Les possibilités de dérapage sont également bien présentes si ce conflit perdure. La situation au Kosovo est susceptible de dégénérer dans l'éventualité d'un déploiement d'une force terrestre et d'un blocus pétrolier appliqué à l'endroit de la Serbie. La Russie a déjà fait entendre qu'elle ne respecterait pas un embargo pétrolier malgré des représailles économiques appliquées contre elle. Sur la base du droit international, Moscou voudra bien poursuivre sa livraison de pétrole à Belgrade.
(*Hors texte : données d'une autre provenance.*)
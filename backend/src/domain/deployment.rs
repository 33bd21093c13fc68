//! Deployment mode controlling how much internal detail errors expose.

use std::str::FromStr;

use serde::{Deserialize, Serialize};

/// Where the service runs.
///
/// Development exposes raw engine messages and error traces in responses;
/// production replaces them with fixed, non-leaking sentences.
#[derive(Debug, Clone, Copy, Default, PartialEq, Eq, Serialize, Deserialize)]
pub enum DeploymentMode {
    /// Local or test deployments.
    Development,
    /// Anything reachable by real clients.
    #[default]
    Production,
}

impl DeploymentMode {
    /// Whether internal details may be returned to clients.
    #[must_use]
    pub fn is_development(self) -> bool {
        matches!(self, Self::Development)
    }

    /// Name recorded on request log rows.
    #[must_use]
    pub fn as_str(self) -> &'static str {
        match self {
            Self::Development => "Development",
            Self::Production => "Production",
        }
    }
}

/// Raised when a deployment mode string is not recognised.
#[derive(Debug, Clone, PartialEq, Eq, thiserror::Error)]
#[error("unknown deployment mode '{0}'; expected development|production")]
pub struct UnknownDeploymentMode(String);

impl FromStr for DeploymentMode {
    type Err = UnknownDeploymentMode;

    fn from_str(s: &str) -> Result<Self, Self::Err> {
        match s.trim().to_ascii_lowercase().as_str() {
            "development" | "dev" => Ok(Self::Development),
            "production" | "prod" => Ok(Self::Production),
            _ => Err(UnknownDeploymentMode(s.to_owned())),
        }
    }
}

#[cfg(test)]
mod tests {
    use super::*;
    use rstest::rstest;

    #[rstest]
    #[case("Development", DeploymentMode::Development)]
    #[case("dev", DeploymentMode::Development)]
    #[case(" PRODUCTION ", DeploymentMode::Production)]
    #[case("prod", DeploymentMode::Production)]
    fn parses_known_names(#[case] raw: &str, #[case] expected: DeploymentMode) {
        assert_eq!(raw.parse::<DeploymentMode>(), Ok(expected));
    }

    #[rstest]
    fn rejects_unknown_names() {
        assert!("staging".parse::<DeploymentMode>().is_err());
    }

    #[rstest]
    fn defaults_to_production() {
        assert_eq!(DeploymentMode::default(), DeploymentMode::Production);
    }
}
//! Request middleware.
//!
//! Purpose: define the request pipeline around the handlers. Wrap order
//! matters: [`RequestLog`] must be outermost so it observes the envelope
//! produced by [`ErrorEnvelope`].

pub mod error_envelope;
pub mod request_context;
pub mod request_log;

pub use error_envelope::ErrorEnvelope;
pub use request_context::RequestContext;
pub use request_log::{LoggedBody, RequestLog};
//! Health endpoints: liveness and readiness probes for orchestration.
use actix_web::{HttpResponse, get, http::header, web};
use std::sync::atomic::{AtomicBool, Ordering};

/// Readiness and liveness flags shared with the probe handlers.
pub struct HealthState {
    ready: AtomicBool,
    live: AtomicBool,
}

impl Default for HealthState {
    fn default() -> Self {
        Self {
            ready: AtomicBool::new(false),
            live: AtomicBool::new(true),
        }
    }
}

impl HealthState {
    /// Start live but not ready.
    pub fn new() -> Self {
        Self::default()
    }

    /// Mark the service as ready once storage is reachable.
    pub fn mark_ready(&self) {
        self.ready.store(true, Ordering::Release);
    }

    /// Fail liveness checks while draining.
    pub fn mark_unhealthy(&self) {
        self.live.store(false, Ordering::Release);
    }

    pub fn is_ready(&self) -> bool {
        self.ready.load(Ordering::Acquire)
    }

    pub fn is_alive(&self) -> bool {
        self.live.load(Ordering::Acquire)
    }

    fn probe_response(probe_ok: bool) -> HttpResponse {
        let mut response = if probe_ok {
            HttpResponse::Ok()
        } else {
            HttpResponse::ServiceUnavailable()
        };

        response
            .insert_header((header::CACHE_CONTROL, "no-store"))
            .finish()
    }
}

/// Readiness probe: 200 once dependencies are initialised, 503 before.
#[get("/health/ready")]
pub async fn ready(state: web::Data<HealthState>) -> HttpResponse {
    HealthState::probe_response(state.is_ready())
}

/// Liveness probe: 200 while alive, 503 once draining.
#[get("/health/live")]
pub async fn live(state: web::Data<HealthState>) -> HttpResponse {
    HealthState::probe_response(state.is_alive())
}
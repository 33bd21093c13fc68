//! Patient records REST service: correlation, response envelopes, request
//! logging and error classification around a small CRUD surface.

pub mod domain;
pub mod inbound;
pub mod middleware;
pub mod outbound;
pub mod server;
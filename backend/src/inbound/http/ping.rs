//! Connectivity check echoing a message back in upper case.
//!
//! ```text
//! GET  /api/ping?message=hello
//! POST /api/ping {"message":"hello"}
//! ```

use actix_web::{get, post, web};
use serde::{Deserialize, Serialize};

use crate::domain::{ApiResponse, Error, FieldViolation};
use crate::inbound::http::ApiResult;

/// Longest message accepted, in characters.
pub const MAX_MESSAGE_LENGTH: usize = 100;

/// Ping input, from the query string or a JSON body.
#[derive(Debug, Default, Deserialize)]
#[serde(default)]
pub struct PingRequest {
    pub message: Option<String>,
}

/// Echoed message.
#[derive(Debug, Serialize)]
pub struct PingResponse {
    pub message: String,
}

fn answer(request: PingRequest) -> ApiResult<ApiResponse<PingResponse>> {
    let message = request.message.unwrap_or_default();
    if message.trim().is_empty() {
        return Err(Error::Validation(vec![FieldViolation::new(
            "Message",
            "NotEmpty",
            "Message is required.",
        )]));
    }
    let length = message.chars().count();
    if length > MAX_MESSAGE_LENGTH {
        return Err(Error::Validation(vec![FieldViolation::new(
            "Message",
            "MaximumLength",
            format!(
                "Message must be {MAX_MESSAGE_LENGTH} characters or fewer. You entered {length} characters."
            ),
        )]));
    }
    Ok(ApiResponse::ok(
        PingResponse {
            message: message.to_uppercase(),
        },
        None,
    ))
}

#[get("/ping")]
pub async fn ping(query: web::Query<PingRequest>) -> ApiResult<ApiResponse<PingResponse>> {
    answer(query.into_inner())
}

#[post("/ping")]
pub async fn ping_body(body: web::Json<PingRequest>) -> ApiResult<ApiResponse<PingResponse>> {
    answer(body.into_inner())
}
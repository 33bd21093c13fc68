//! Intake validation rules and normalisation.

use super::*;
use rstest::{fixture, rstest};

fn today() -> NaiveDate {
    NaiveDate::from_ymd_opt(2026, 5, 1).expect("valid date")
}

#[fixture]
fn draft() -> PatientDraft {
    PatientDraft {
        medical_record_number: Some("MRN000123".to_owned()),
        first_name: Some("Mary-Jane".to_owned()),
        last_name: Some("O'Neil".to_owned()),
        date_of_birth: NaiveDate::from_ymd_opt(1984, 7, 2),
        gender: Some("Female".to_owned()),
        address: Some("  12 Harbour Road  ".to_owned()),
        phone_number: Some("555 123 4567".to_owned()),
        email: Some(" Mary.Jane@Example.COM ".to_owned()),
        insurance_provider_id: Some(3),
        insurance_policy_number: Some("".to_owned()),
    }
}

fn violations(draft: PatientDraft) -> Vec<FieldViolation> {
    match draft.validate(today()) {
        Err(Error::Validation(violations)) => violations,
        other => panic!("expected validation failure, got {other:?}"),
    }
}

fn codes_for(violations: &[FieldViolation], property: &str) -> Vec<String> {
    violations
        .iter()
        .filter(|v| v.property() == property)
        .map(|v| v.code().to_owned())
        .collect()
}

#[rstest]
fn valid_draft_is_normalised(draft: PatientDraft) {
    let patient = draft.validate(today()).expect("valid draft");
    assert_eq!(patient.medical_record_number, "MRN000123");
    assert_eq!(patient.gender, Gender::Female);
    assert_eq!(patient.address.as_deref(), Some("12 Harbour Road"));
    assert_eq!(patient.phone_number.as_deref(), Some("(555)123-4567"));
    assert_eq!(patient.email.as_deref(), Some("mary.jane@example.com"));
    assert!(patient.insurance_policy_number.is_none());
}

#[rstest]
fn empty_draft_reports_every_required_field() {
    let found = violations(PatientDraft::default());
    for property in ["MedicalRecordNumber", "FirstName", "LastName", "DateOfBirth"] {
        assert_eq!(codes_for(&found, property), ["NotEmpty"], "{property}");
    }
    assert_eq!(codes_for(&found, "Gender"), ["Enum"]);
}

#[rstest]
#[case::lowercase("jane", "Pattern")]
#[case::shouting("JANE", "Pattern")]
#[case::inner_capital("McDonald", "Pattern")]
#[case::padded(" Jane", "Trimmed")]
#[case::placeholder("String", "NotPlaceholder")]
fn names_must_be_title_case(mut draft: PatientDraft, #[case] name: &str, #[case] code: &str) {
    draft.first_name = Some(name.to_owned());
    assert_eq!(codes_for(&violations(draft), "FirstName"), [code]);
}

#[rstest]
fn long_names_stop_at_length_check(mut draft: PatientDraft) {
    draft.last_name = Some("a".repeat(60));
    let found = violations(draft);
    assert_eq!(codes_for(&found, "LastName"), ["MaximumLength"]);
}

#[rstest]
#[case::wrong_prefix("ABC000123", "Pattern")]
#[case::short("MRN123", "Pattern")]
#[case::placeholder("string", "NotPlaceholder")]
fn medical_record_number_follows_pattern(
    mut draft: PatientDraft,
    #[case] mrn: &str,
    #[case] code: &str,
) {
    draft.medical_record_number = Some(mrn.to_owned());
    assert_eq!(codes_for(&violations(draft), "MedicalRecordNumber"), [code]);
}

#[rstest]
#[case::future(NaiveDate::from_ymd_opt(2026, 5, 2), "LessThanOrEqual")]
#[case::too_old(NaiveDate::from_ymd_opt(1900, 1, 1), "GreaterThan")]
fn date_of_birth_is_bounded(
    mut draft: PatientDraft,
    #[case] date: Option<NaiveDate>,
    #[case] code: &str,
) {
    draft.date_of_birth = date;
    assert_eq!(codes_for(&violations(draft), "DateOfBirth"), [code]);
}

#[rstest]
fn date_of_birth_today_is_accepted(mut draft: PatientDraft) {
    draft.date_of_birth = Some(today());
    assert!(draft.validate(today()).is_ok());
}

#[rstest]
fn optional_fields_are_checked_when_present(mut draft: PatientDraft) {
    draft.phone_number = Some("call me".to_owned());
    draft.email = Some("not-an-address".to_owned());
    draft.insurance_provider_id = Some(0);
    draft.insurance_policy_number = Some("STRING".to_owned());
    draft.gender = Some("unknown".to_owned());
    let found = violations(draft);
    assert_eq!(codes_for(&found, "PhoneNumber"), ["Pattern"]);
    assert_eq!(codes_for(&found, "Email"), ["EmailAddress"]);
    assert_eq!(codes_for(&found, "InsuranceProviderId"), ["GreaterThan"]);
    assert_eq!(codes_for(&found, "InsurancePolicyNumber"), ["NotPlaceholder"]);
    assert_eq!(codes_for(&found, "Gender"), ["Enum"]);
}

#[rstest]
#[case("M", Gender::Male)]
#[case("f", Gender::Female)]
#[case("X", Gender::Other)]
fn gender_codes_decode_leniently(#[case] code: &str, #[case] expected: Gender) {
    assert_eq!(Gender::from_code(code), expected);
}

#[rstest]
fn draft_deserialises_camel_case_with_missing_fields() {
    let draft: PatientDraft =
        serde_json::from_str(r#"{"firstName":"Ada","dateOfBirth":"1990-02-03"}"#)
            .expect("partial payload deserialises");
    assert_eq!(draft.first_name.as_deref(), Some("Ada"));
    assert_eq!(draft.date_of_birth, NaiveDate::from_ymd_opt(1990, 2, 3));
    assert!(draft.medical_record_number.is_none());
}
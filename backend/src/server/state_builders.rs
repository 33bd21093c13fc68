//! Port selection: Diesel adapters when a pool is configured, fixtures
//! otherwise.

use std::sync::Arc;

use tracing::warn;

use crate::domain::ports::{
    FixturePatientRepository, FixtureRequestLogRepository, PatientRepository,
    RequestLogRepository,
};
use crate::outbound::persistence::{DieselPatientRepository, DieselRequestLogRepository};

use super::ServerConfig;

/// Ports shared by every worker.
#[derive(Clone)]
pub(crate) struct Ports {
    pub patients: Arc<dyn PatientRepository>,
    pub request_log: Arc<dyn RequestLogRepository>,
}

pub(crate) fn build_ports(config: &ServerConfig) -> Ports {
    match &config.db_pool {
        Some(pool) => Ports {
            patients: Arc::new(DieselPatientRepository::new(pool.clone())),
            request_log: Arc::new(DieselRequestLogRepository::new(pool.clone())),
        },
        None => {
            warn!("no database configured; using in-memory patients and discarding request logs");
            Ports {
                patients: Arc::new(FixturePatientRepository::default()),
                request_log: Arc::new(FixtureRequestLogRepository),
            }
        }
    }
}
Mais qu'arriverait-il alors si l'un des navires d'approvisionnement russes était attaqué ou arraisonné ? D'aucuns disent que la Russie ne représente plus une menace étant donné sa situation financière chaotique et diverses préoccupations internes. Mais l'histoire nous montre que les problèmes domestiques (politiques et économiques) poussent justement bien des États à la croisée de la guerre . Qui plus est, l'isolement de la Russie sur plan international (adhésion de trois ex-pays communistes à l'OTAN), la mise en veilleuse du Conseil de Sécurité et l'unilatéralisme américain sont d'autres aspects pouvant mener à des complications politiques voire militaires. Pour Moscou, la Serbie constituerait un casus belli pour reprendre son leadership international et satisfaire aux velléités nationalistes exprimées par des militaires et une partie de la population désillusionnée par l'avènement de la démocratie et de la déréglementation de l'économie. Ce serait une erreur de sous-estimer l'importance historique et géostratégique que les Russes accordent à la Serbie.
Cependant, depuis les bons offices du Révérend Jesse Jackson, une lueur d'espoir se dresse à l'horizon pour un règlement politique avec l'ex-Yougoslavie. L'actuelle intervention diplomatique de l'envoyé spécial russe Viktor Tchernomyrdine à Washington, à Belgrade et auprès du Secrétaire général de l'ONU, Kofi Annan, est déterminante car elle pourrait replacer la crise du Kosovo dans l'optique du droit international. La réactivation du Conseil de Sécurité et le déploiement éventuel d'une force multilatérale sous ses auspices (tel que prévoient les pays du G8, réunis le 6 mai dernier à Peterberg) accorderaient à Moscou un rôle prépondérant et constructif dans le dénouement de la crise, réduisant ainsi substantiellement les risques d'escalade dans les Balkans. Un arrangement dans le cadre de l'ONU mettrait Milosevic devant un fait accompli, l'obligeant ainsi à des compromis politiques et à accepter le retour des réfugiés kosovars. En fait, c'est ce qu'il faut souhaiter.